(Stored data)
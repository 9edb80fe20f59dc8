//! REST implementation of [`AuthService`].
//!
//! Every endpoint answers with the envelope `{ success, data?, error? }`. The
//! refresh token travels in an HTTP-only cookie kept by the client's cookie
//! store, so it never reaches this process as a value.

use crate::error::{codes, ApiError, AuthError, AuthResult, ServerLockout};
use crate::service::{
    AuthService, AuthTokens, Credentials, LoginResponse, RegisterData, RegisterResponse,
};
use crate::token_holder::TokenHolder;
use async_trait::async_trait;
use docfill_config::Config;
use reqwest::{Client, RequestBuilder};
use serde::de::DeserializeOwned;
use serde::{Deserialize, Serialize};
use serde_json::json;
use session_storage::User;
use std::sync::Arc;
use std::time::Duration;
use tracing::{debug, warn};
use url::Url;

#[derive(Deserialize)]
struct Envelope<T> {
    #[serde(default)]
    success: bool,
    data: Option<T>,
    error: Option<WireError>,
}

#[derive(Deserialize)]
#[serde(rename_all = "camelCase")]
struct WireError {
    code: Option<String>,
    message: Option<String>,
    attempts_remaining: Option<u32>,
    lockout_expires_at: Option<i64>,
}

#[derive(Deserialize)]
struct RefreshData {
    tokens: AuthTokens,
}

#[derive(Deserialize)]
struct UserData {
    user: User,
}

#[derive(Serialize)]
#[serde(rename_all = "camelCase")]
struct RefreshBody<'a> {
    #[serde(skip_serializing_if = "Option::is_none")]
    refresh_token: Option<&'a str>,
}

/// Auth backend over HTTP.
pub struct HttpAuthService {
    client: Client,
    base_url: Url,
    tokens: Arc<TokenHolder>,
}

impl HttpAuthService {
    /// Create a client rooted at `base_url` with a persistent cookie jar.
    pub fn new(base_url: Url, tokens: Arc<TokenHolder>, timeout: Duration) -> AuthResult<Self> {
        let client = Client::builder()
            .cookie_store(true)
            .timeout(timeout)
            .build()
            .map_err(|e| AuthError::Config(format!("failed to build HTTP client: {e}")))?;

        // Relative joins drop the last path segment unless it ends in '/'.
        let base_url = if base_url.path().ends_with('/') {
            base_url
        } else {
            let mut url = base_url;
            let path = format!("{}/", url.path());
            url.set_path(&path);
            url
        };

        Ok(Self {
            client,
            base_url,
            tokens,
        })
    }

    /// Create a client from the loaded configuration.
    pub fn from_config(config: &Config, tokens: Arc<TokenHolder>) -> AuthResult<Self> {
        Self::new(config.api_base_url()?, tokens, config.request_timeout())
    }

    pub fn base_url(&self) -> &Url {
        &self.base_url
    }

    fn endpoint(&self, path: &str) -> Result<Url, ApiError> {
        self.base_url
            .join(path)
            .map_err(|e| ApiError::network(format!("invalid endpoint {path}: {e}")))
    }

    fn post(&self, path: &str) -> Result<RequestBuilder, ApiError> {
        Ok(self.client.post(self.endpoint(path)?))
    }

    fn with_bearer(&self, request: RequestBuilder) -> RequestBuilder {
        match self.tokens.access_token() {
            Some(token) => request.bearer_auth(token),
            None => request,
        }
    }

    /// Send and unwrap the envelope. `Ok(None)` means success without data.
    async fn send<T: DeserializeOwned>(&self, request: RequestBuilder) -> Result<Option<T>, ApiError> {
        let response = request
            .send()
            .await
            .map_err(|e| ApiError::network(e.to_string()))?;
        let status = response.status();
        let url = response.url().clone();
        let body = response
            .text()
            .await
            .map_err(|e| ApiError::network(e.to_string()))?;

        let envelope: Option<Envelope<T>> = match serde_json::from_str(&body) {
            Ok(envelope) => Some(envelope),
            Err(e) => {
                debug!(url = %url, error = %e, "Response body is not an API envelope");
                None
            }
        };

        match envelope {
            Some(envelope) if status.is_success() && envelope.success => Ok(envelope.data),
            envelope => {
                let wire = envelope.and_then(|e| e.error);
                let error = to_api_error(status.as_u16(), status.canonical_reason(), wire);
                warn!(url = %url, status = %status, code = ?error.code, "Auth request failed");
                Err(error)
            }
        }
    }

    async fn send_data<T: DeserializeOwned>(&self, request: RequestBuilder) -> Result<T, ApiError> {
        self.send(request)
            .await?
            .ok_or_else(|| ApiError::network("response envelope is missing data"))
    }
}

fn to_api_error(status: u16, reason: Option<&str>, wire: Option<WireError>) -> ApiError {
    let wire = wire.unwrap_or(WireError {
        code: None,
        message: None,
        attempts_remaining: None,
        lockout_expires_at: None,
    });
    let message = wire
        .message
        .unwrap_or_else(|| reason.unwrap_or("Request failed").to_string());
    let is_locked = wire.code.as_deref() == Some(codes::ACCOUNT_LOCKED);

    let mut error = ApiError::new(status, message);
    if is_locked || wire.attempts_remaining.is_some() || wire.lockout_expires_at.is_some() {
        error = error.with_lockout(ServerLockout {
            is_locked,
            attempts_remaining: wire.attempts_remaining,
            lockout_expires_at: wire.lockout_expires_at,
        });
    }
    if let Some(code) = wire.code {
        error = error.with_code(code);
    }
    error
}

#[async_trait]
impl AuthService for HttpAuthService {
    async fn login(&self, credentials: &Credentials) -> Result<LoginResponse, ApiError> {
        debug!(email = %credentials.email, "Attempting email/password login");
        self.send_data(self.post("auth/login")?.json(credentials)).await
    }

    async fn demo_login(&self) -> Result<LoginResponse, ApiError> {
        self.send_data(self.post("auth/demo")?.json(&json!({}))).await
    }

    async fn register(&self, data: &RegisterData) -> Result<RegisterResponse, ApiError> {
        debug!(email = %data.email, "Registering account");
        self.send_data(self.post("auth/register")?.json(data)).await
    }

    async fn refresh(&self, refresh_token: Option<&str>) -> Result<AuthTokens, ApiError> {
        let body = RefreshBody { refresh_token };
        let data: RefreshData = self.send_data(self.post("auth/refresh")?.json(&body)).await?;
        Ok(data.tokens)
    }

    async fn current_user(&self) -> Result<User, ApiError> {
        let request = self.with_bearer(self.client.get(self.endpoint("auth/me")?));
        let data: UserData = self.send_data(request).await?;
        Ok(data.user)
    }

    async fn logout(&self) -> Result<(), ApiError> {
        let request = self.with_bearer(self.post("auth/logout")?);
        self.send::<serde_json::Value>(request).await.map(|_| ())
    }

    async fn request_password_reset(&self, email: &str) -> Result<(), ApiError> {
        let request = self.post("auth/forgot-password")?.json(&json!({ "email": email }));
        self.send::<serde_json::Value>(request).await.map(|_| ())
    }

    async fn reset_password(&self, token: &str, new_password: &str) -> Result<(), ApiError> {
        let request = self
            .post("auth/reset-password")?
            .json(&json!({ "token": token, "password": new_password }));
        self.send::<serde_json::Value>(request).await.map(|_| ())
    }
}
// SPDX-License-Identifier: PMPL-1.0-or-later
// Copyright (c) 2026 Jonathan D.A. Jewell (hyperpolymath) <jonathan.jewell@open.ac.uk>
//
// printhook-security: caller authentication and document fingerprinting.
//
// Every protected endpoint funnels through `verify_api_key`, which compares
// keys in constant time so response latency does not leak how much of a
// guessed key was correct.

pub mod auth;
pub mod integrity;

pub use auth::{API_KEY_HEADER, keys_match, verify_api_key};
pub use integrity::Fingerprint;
* * *
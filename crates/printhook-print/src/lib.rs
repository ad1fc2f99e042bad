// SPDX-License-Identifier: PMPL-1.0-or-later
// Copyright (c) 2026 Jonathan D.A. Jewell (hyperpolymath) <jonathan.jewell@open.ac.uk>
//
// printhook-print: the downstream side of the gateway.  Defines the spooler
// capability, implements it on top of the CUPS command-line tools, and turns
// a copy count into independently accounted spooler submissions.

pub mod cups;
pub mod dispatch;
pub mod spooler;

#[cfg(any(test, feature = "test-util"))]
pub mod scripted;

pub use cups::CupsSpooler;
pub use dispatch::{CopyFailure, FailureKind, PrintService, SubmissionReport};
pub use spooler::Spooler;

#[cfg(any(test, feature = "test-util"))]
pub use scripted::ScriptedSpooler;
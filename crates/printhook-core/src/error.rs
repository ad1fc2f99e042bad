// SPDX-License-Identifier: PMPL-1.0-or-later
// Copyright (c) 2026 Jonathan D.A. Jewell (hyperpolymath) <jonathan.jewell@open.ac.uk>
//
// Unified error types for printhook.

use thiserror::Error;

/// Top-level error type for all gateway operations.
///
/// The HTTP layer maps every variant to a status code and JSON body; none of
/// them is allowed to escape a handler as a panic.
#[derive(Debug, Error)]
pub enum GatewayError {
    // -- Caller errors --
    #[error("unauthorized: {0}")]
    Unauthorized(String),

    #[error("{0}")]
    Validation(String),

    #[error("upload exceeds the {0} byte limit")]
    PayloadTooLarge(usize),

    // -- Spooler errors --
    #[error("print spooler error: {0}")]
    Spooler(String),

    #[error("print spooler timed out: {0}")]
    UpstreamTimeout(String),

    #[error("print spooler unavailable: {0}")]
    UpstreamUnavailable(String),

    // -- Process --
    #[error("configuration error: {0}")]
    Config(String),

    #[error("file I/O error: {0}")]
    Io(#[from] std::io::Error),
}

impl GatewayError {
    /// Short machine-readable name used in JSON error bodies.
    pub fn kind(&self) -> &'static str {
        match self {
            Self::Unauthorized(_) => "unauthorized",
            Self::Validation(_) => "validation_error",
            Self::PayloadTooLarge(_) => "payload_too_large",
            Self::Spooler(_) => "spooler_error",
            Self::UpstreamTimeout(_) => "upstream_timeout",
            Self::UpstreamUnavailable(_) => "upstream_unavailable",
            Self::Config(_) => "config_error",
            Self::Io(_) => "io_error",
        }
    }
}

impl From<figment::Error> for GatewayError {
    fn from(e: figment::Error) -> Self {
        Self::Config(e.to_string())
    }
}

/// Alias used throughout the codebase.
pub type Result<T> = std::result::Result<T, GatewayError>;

▶ _PROBLEM STATEMENT_:
Restate word for word the lines of the data above, starting at the line containing "error = error.with_lockout(ServerLockout" and ending at the line containing "if let Some(code)", both included, and nothing more.

▶ _SOLUTION_:
        error = error.with_lockout(ServerLockout {
            is_locked,
            attempts_remaining: wire.attempts_remaining,
            lockout_expires_at: wire.lockout_expires_at,
        });
    }
    if let Some(code) = wire.code {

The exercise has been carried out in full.